Data for analysis —
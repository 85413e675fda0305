use crate::*;
pub use random::*;

mod random;

/// Deck construction strategy, injected into [`GameEngine::start`] so the
/// permutation source is explicit and reproducible.
pub trait DeckGenerator {
    fn generate(self, settings: GameSettings) -> Deck;
}
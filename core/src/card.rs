use std::fmt;
use std::str::FromStr;

use serde::{Deserialize, Serialize};

use crate::CardIdParseError;

/// Count type used for card totals, bomb counts, and ordinals.
pub type CardCount = u8;

#[derive(Copy, Clone, Debug, PartialEq, Eq, PartialOrd, Ord, Hash, Serialize, Deserialize)]
#[serde(rename_all = "lowercase")]
pub enum CardRole {
    Safe,
    Bomb,
}

impl CardRole {
    pub const fn is_bomb(self) -> bool {
        matches!(self, Self::Bomb)
    }

    pub const fn as_str(self) -> &'static str {
        match self {
            Self::Safe => "safe",
            Self::Bomb => "bomb",
        }
    }
}

/// Card identity: role plus sequential ordinal, assigned at deal time.
/// Carries no information about the shuffled position.
#[derive(Copy, Clone, Debug, PartialEq, Eq, PartialOrd, Ord, Hash, Serialize, Deserialize)]
pub struct CardId {
    pub role: CardRole,
    pub ordinal: CardCount,
}

impl CardId {
    pub const fn new(role: CardRole, ordinal: CardCount) -> Self {
        Self { role, ordinal }
    }

    pub const fn safe(ordinal: CardCount) -> Self {
        Self::new(CardRole::Safe, ordinal)
    }

    pub const fn bomb(ordinal: CardCount) -> Self {
        Self::new(CardRole::Bomb, ordinal)
    }
}

impl fmt::Display for CardId {
    fn fmt(&self, f: &mut fmt::Formatter<'_>) -> fmt::Result {
        write!(f, "{}-{}", self.role.as_str(), self.ordinal)
    }
}

impl FromStr for CardId {
    type Err = CardIdParseError;

    fn from_str(s: &str) -> Result<Self, Self::Err> {
        let (role, ordinal) = s.split_once('-').ok_or(CardIdParseError)?;
        let role = match role {
            "safe" => CardRole::Safe,
            "bomb" => CardRole::Bomb,
            _ => return Err(CardIdParseError),
        };
        let ordinal = ordinal.parse().map_err(|_| CardIdParseError)?;
        Ok(Self::new(role, ordinal))
    }
}

/// A single card. The reveal flag flips false to true exactly once and never
/// resets except through a full game reset.
#[derive(Copy, Clone, Debug, PartialEq, Eq, Serialize, Deserialize)]
pub struct Card {
    id: CardId,
    revealed: bool,
}

impl Card {
    pub(crate) const fn hidden(id: CardId) -> Self {
        Self {
            id,
            revealed: false,
        }
    }

    pub const fn id(&self) -> CardId {
        self.id
    }

    pub const fn is_bomb(&self) -> bool {
        self.id.role.is_bomb()
    }

    pub const fn is_revealed(&self) -> bool {
        self.revealed
    }

    pub(crate) fn reveal(&mut self) {
        self.revealed = true;
    }
}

About this task —
Word for word, repeat the lines that begin at the one with "pub(crate) const fn" and continue to the end of the listing above.

Expected answer —
    pub(crate) const fn hidden(id: CardId) -> Self {
        Self {
            id,
            revealed: false,
        }
    }

    pub const fn id(&self) -> CardId {
        self.id
    }

    pub const fn is_bomb(&self) -> bool {
        self.id.role.is_bomb()
    }

    pub const fn is_revealed(&self) -> bool {
        self.revealed
    }

    pub(crate) fn reveal(&mut self) {
        self.revealed = true;
    }
}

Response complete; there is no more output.